The Stanford Family
Few American families in the19th century captured the public's imagination as did the Stanford family. Leland Stanford, railroad baron, Civil War governor, and, later, U.S. Senator, and his wife, Jane Lathrop Stanford, were among California's most influential citizens with mansions in both Sacramento and San Francisco. Their country farm in Palo Alto was the centerpiece of more than 100,000 acres throughout the state devoted to experimental stock breeding, viticulture, and agriculture. The tragic death of the Stanford’s only child, Leland Jr, in 1884 at the age of 15, dramatically changed the direction of their lives.

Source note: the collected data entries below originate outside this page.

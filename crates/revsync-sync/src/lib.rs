//! Review ingestion: bounded pagination, dedup against the store, watermark planning
//! and the per-platform orchestrator driving them.

use std::collections::{BTreeMap, HashSet};
use std::path::{Path, PathBuf};
use std::str::FromStr;
use std::sync::Arc;
use std::time::Duration;

use anyhow::{Context, Result};
use chrono::{DateTime, TimeZone, Utc};
use revsync_adapters::{LiveSourceResolver, ReviewSource, SourceError, SourceResolver};
use revsync_core::{
    end_of_day, parse_review_date, DateWindow, Fingerprint, FingerprintMode, Platform, Review,
    WindowDecision, WindowError,
};
use revsync_storage::{
    BackoffPolicy, HttpClientConfig, HttpFetcher, Notifier, ReviewStore, SqliteReviewStore,
    StoreError, StoreScope, WatermarkQuery, WebhookNotifier,
};
use serde::{Deserialize, Serialize};
use thiserror::Error;
use tokio::fs;
use tokio_cron_scheduler::{Job, JobScheduler};
use tracing::{info, info_span, warn, Instrument};
use uuid::Uuid;

pub const CRATE_NAME: &str = "revsync-sync";
pub const DEFAULT_COUNTRY: &str = "tw";
pub const DEFAULT_START_DATE: &str = "2023-01-01";

fn fallback_start() -> DateTime<Utc> {
    Utc.with_ymd_and_hms(2023, 1, 1, 0, 0, 0)
        .single()
        .unwrap_or_default()
}

/// Exhaustion budget for one source: request cap plus the pause between requests.
#[derive(Debug, Clone, Copy, PartialEq, Eq)]
pub struct PageBudget {
    pub max_requests: u32,
    pub delay: Duration,
}

impl PageBudget {
    pub fn new(max_requests: u32, delay: Duration) -> Self {
        Self { max_requests, delay }
    }

    pub fn app_store() -> Self {
        Self::new(50, Duration::from_millis(500))
    }

    pub fn google_play() -> Self {
        Self::new(20, Duration::from_millis(800))
    }

    pub fn for_platform(platform: Platform) -> Self {
        match platform {
            Platform::AppStore => Self::app_store(),
            Platform::GooglePlay => Self::google_play(),
        }
    }
}

#[derive(Debug, Clone, PartialEq, Eq, Serialize)]
#[serde(rename_all = "snake_case")]
pub enum StopReason {
    /// The source reported no further pages, or returned an empty one.
    Exhausted,
    /// A review older than the window start was seen.
    HardStop,
    BudgetSpent,
    PageFailed(String),
}

#[derive(Debug, Clone)]
pub struct PageRun {
    pub reviews: Vec<Review>,
    pub requests: u32,
    pub skipped: usize,
    pub stop: StopReason,
}

impl PageRun {
    pub fn budget_exhausted(&self) -> bool {
        self.stop == StopReason::BudgetSpent
    }
}

/// Walks a newest-first source until the window's start is crossed, the source runs
/// dry, or the budget is spent.
#[derive(Debug, Clone, Copy)]
pub struct Paginator {
    budget: PageBudget,
}
//! Core review model, date window and dedup fingerprint for revsync.

use std::fmt;
use std::str::FromStr;

use chrono::{DateTime, NaiveDate, NaiveDateTime, SecondsFormat, Utc};
use serde::{Deserialize, Serialize};
use sha2::{Digest, Sha256};
use thiserror::Error;

pub const CRATE_NAME: &str = "revsync-core";

/// Author recorded when a source omits the reviewer name.
pub const ANONYMOUS_AUTHOR: &str = "Anonymous";

#[derive(Debug, Clone, Copy, PartialEq, Eq, PartialOrd, Ord, Hash, Serialize, Deserialize)]
pub enum Platform {
    #[serde(rename = "App Store")]
    AppStore,
    #[serde(rename = "Google Play")]
    GooglePlay,
}

impl Platform {
    pub const ALL: [Platform; 2] = [Platform::AppStore, Platform::GooglePlay];

    /// Stable identifier used in routes, config keys and store rows.
    pub fn slug(self) -> &'static str {
        match self {
            Platform::AppStore => "appstore",
            Platform::GooglePlay => "googleplay",
        }
    }

    pub fn display_name(self) -> &'static str {
        match self {
            Platform::AppStore => "App Store",
            Platform::GooglePlay => "Google Play",
        }
    }

    pub fn from_slug(input: &str) -> Option<Self> {
        match input.trim().to_ascii_lowercase().replace(['-', '_', ' '], "").as_str() {
            "appstore" | "ios" => Some(Platform::AppStore),
            "googleplay" | "android" => Some(Platform::GooglePlay),
            _ => None,
        }
    }
}

impl fmt::Display for Platform {
    fn fmt(&self, f: &mut fmt::Formatter<'_>) -> fmt::Result {
        f.write_str(self.display_name())
    }
}

/// Review fields exactly as a source reported them, before normalization.
#[derive(Debug, Clone, Default, PartialEq, Eq, Serialize, Deserialize)]
pub struct RawReview {
    pub date: String,
    #[serde(default)]
    pub score: Option<i64>,
    #[serde(default)]
    pub text: Option<String>,
    #[serde(default)]
    pub version: Option<String>,
    #[serde(default)]
    pub title: Option<String>,
    #[serde(default)]
    pub author: Option<String>,
}

/// Platform-agnostic review as handed to dedup and persistence.
#[derive(Debug, Clone, PartialEq, Eq, Serialize, Deserialize)]
pub struct Review {
    pub date: DateTime<Utc>,
    pub score: i64,
    pub text: String,
    pub version: Option<String>,
    pub title: Option<String>,
    pub author: String,
    pub platform: Platform,
}

impl Review {
    pub fn normalize(raw: RawReview, date: DateTime<Utc>, platform: Platform) -> Self {
        let author = raw
            .author
            .map(|a| a.trim().to_string())
            .filter(|a| !a.is_empty())
            .unwrap_or_else(|| ANONYMOUS_AUTHOR.to_string());
        Self {
            date,
            score: raw.score.unwrap_or(0),
            text: raw.text.unwrap_or_default(),
            version: raw.version.filter(|v| !v.trim().is_empty()),
            title: match platform {
                Platform::AppStore => raw.title,
                Platform::GooglePlay => None,
            },
            author,
            platform,
        }
    }

    pub fn date_key(&self) -> String {
        canonical_date(self.date)
    }

    pub fn fingerprint(&self, mode: FingerprintMode) -> Fingerprint {
        Fingerprint::from_parts(mode, &self.date_key(), &self.author, &self.text)
    }
}

/// RFC 3339 UTC with second precision; sorts lexicographically in time order.
pub fn canonical_date(date: DateTime<Utc>) -> String {
    date.to_rfc3339_opts(SecondsFormat::Secs, true)
}

/// Parse a source or caller supplied date.
///
/// Accepts RFC 3339, naive `YYYY-MM-DDTHH:MM:SS[.fff]` (read as UTC) and bare
/// `YYYY-MM-DD` (midnight UTC).
pub fn parse_review_date(input: &str) -> Option<DateTime<Utc>> {
    let s = input.trim();
    if s.is_empty() {
        return None;
    }
    if let Ok(dt) = DateTime::parse_from_rfc3339(s) {
        return Some(dt.with_timezone(&Utc));
    }
    for format in [
        "%Y-%m-%dT%H:%M:%S",
        "%Y-%m-%dT%H:%M:%S%.f",
        "%Y-%m-%d %H:%M:%S",
        "%Y-%m-%d %H:%M:%S%.f",
    ] {
        if let Ok(naive) = NaiveDateTime::parse_from_str(s, format) {
            return Some(naive.and_utc());
        }
    }
    let day = NaiveDate::parse_from_str(s, "%Y-%m-%d").ok()?;
    Some(day.and_hms_opt(0, 0, 0)?.and_utc())
}

/// Like [`parse_review_date`], but a bare date means the last instant of that day.
pub fn parse_window_end(input: &str) -> Option<DateTime<Utc>> {
    match NaiveDate::parse_from_str(input.trim(), "%Y-%m-%d") {
        Ok(day) => Some(end_of_day(day)),
        Err(_) => parse_review_date(input),
    }
}

pub fn end_of_day(day: NaiveDate) -> DateTime<Utc> {
    day.and_hms_nano_opt(23, 59, 59, 999_999_999)
        .map(|t| t.and_utc())
        .unwrap_or(DateTime::<Utc>::MAX_UTC)
}

#[derive(Debug, Clone, PartialEq, Eq, Error)]
pub enum WindowError {
    #[error("invalid {field} date: {value:?}")]
    InvalidDate { field: &'static str, value: String },
    #[error("window start {start} is after end {end}")]
    Inverted {
        start: DateTime<Utc>,
        end: DateTime<Utc>,
    },
}

#[derive(Debug, Clone, Copy, PartialEq, Eq)]
pub enum WindowDecision {
    Include,
    /// Newer than the window; keep paging.
    Exclude,
    /// Older than the window; nothing later from this source can qualify.
    StopSource,
}

/// Inclusive `[start, end]` range used to filter newest-first review streams.
#[derive(Debug, Clone, Copy, PartialEq, Eq, Serialize, Deserialize)]
#[serde(try_from = "WindowBounds")]
pub struct DateWindow {
    start: DateTime<Utc>,
    end: DateTime<Utc>,
}

#[derive(Deserialize)]
struct WindowBounds {
    start: DateTime<Utc>,
    end: DateTime<Utc>,
}

impl TryFrom<WindowBounds> for DateWindow {
    type Error = WindowError;

    fn try_from(bounds: WindowBounds) -> Result<Self, Self::Error> {
        Self::new(bounds.start, bounds.end)
    }
}

impl DateWindow {
    pub fn new(start: DateTime<Utc>, end: DateTime<Utc>) -> Result<Self, WindowError> {
        if start > end {
            return Err(WindowError::Inverted { start, end });
        }
        Ok(Self { start, end })
    }

    pub fn from_dates(start: &str, end: &str) -> Result<Self, WindowError> {
        let start_at = parse_review_date(start).ok_or_else(|| WindowError::InvalidDate {
            field: "start",
            value: start.to_string(),
        })?;
        let end_at = parse_window_end(end).ok_or_else(|| WindowError::InvalidDate {
            field: "end",
            value: end.to_string(),
        })?;
        Self::new(start_at, end_at)
    }

    pub fn start(&self) -> DateTime<Utc> {
        self.start
    }

    pub fn end(&self) -> DateTime<Utc> {
        self.end
    }

    pub fn classify(&self, date: DateTime<Utc>) -> WindowDecision {
        if date < self.start {
            WindowDecision::StopSource
        } else if date > self.end {
            WindowDecision::Exclude
        } else {
            WindowDecision::Include
        }
    }
}

impl fmt::Display for DateWindow {
    fn fmt(&self, f: &mut fmt::Formatter<'_>) -> fmt::Result {
        write!(f, "{}..{}", canonical_date(self.start), canonical_date(self.end))
    }
}

/// Opaque pagination position. Sources use either a page index or a token.
#[derive(Debug, Clone, PartialEq, Eq, Hash, Serialize, Deserialize)]
pub enum PageCursor {
    Start,
    Index(u32),
    Token(String),
}

impl fmt::Display for PageCursor {
    fn fmt(&self, f: &mut fmt::Formatter<'_>) -> fmt::Result {
        match self {
            PageCursor::Start => f.write_str("start"),
            PageCursor::Index(i) => write!(f, "page {i}"),
            PageCursor::Token(t) => write!(f, "token {}", t.chars().take(12).collect::<String>()),
        }
    }
}

#[derive(Debug, Clone, Default, PartialEq, Eq, Serialize, Deserialize)]
pub struct ReviewPage {
    pub reviews: Vec<RawReview>,
    /// `None` once the source has no further pages.
    pub next: Option<PageCursor>,
}

impl ReviewPage {
    pub fn new(reviews: Vec<RawReview>, next: Option<PageCursor>) -> Self {
        Self { reviews, next }
    }
}

#[derive(Debug, Clone, Copy, Default, PartialEq, Eq, Hash, Serialize, Deserialize)]
#[serde(rename_all = "snake_case")]
pub enum FingerprintMode {
    /// `(date, author, text length, first five chars)`.
    #[default]
    Prefix,
    /// SHA-256 over date, author and the full text.
    ContentHash,
}

impl FromStr for FingerprintMode {
    type Err = String;

    fn from_str(s: &str) -> Result<Self, Self::Err> {
        match s.trim().to_ascii_lowercase().as_str() {
            "prefix" => Ok(FingerprintMode::Prefix),
            "sha256" | "content_hash" | "content-hash" | "hash" => Ok(FingerprintMode::ContentHash),
            other => Err(format!("unknown fingerprint mode {other:?}")),
        }
    }
}

/// Dedup key for a persisted or candidate review.
#[derive(Debug, Clone, PartialEq, Eq, Hash, PartialOrd, Ord, Serialize, Deserialize)]
pub enum Fingerprint {
    Prefix {
        date: String,
        author: String,
        text_len: usize,
        text_prefix: String,
    },
    ContentHash(String),
}

impl Fingerprint {
    pub const PREFIX_CHARS: usize = 5;

    /// Lengths and prefixes count Unicode scalar values, not bytes.
    pub fn from_parts(mode: FingerprintMode, date: &str, author: &str, text: &str) -> Self {
        match mode {
            FingerprintMode::Prefix => Fingerprint::Prefix {
                date: date.to_string(),
                author: author.to_string(),
                text_len: text.chars().count(),
                text_prefix: text.chars().take(Self::PREFIX_CHARS).collect(),
            },
            FingerprintMode::ContentHash => {
                let mut hasher = Sha256::new();
                hasher.update(date.as_bytes());
                hasher.update([0x1f]);
                hasher.update(author.as_bytes());
                hasher.update([0x1f]);
                hasher.update(text.as_bytes());
                Fingerprint::ContentHash(hex::encode(hasher.finalize()))
            }
        }
    }
}

impl fmt::Display for Fingerprint {
    fn fmt(&self, f: &mut fmt::Formatter<'_>) -> fmt::Result {
        match self {
            Fingerprint::Prefix {
                date,
                author,
                text_len,
                text_prefix,
            } => write!(f, "{date}__{author}__{text_len}__{text_prefix}"),
            Fingerprint::ContentHash(hash) => f.write_str(hash),
        }
    }
}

In memory of their son, Leland and Jane Stanford established numerous educational institutions. Foremost today is Stanford University which opened its doors in 1891. The Stanfords also founded a night school for farm employees, kindergartens, an orphanage, and a shelter for working women and their children. The Leland Stanford Junior Museum, built in 1894, was inspired by their son’s interests in antiquities and anthropological artifacts. Leland Jr.’s original collection of Greek and Roman glassware and Egyptian, Asian, and North American artifacts were augmented by the Stanfords' interest in American and European fine arts. By the turn of the century, the Stanford Museum was the largest privately-owned museum in the world and its archeological and ethnological holdings were a rarity on the Pacific Coast. The Stanford Family Collection encompasses 5,000 works.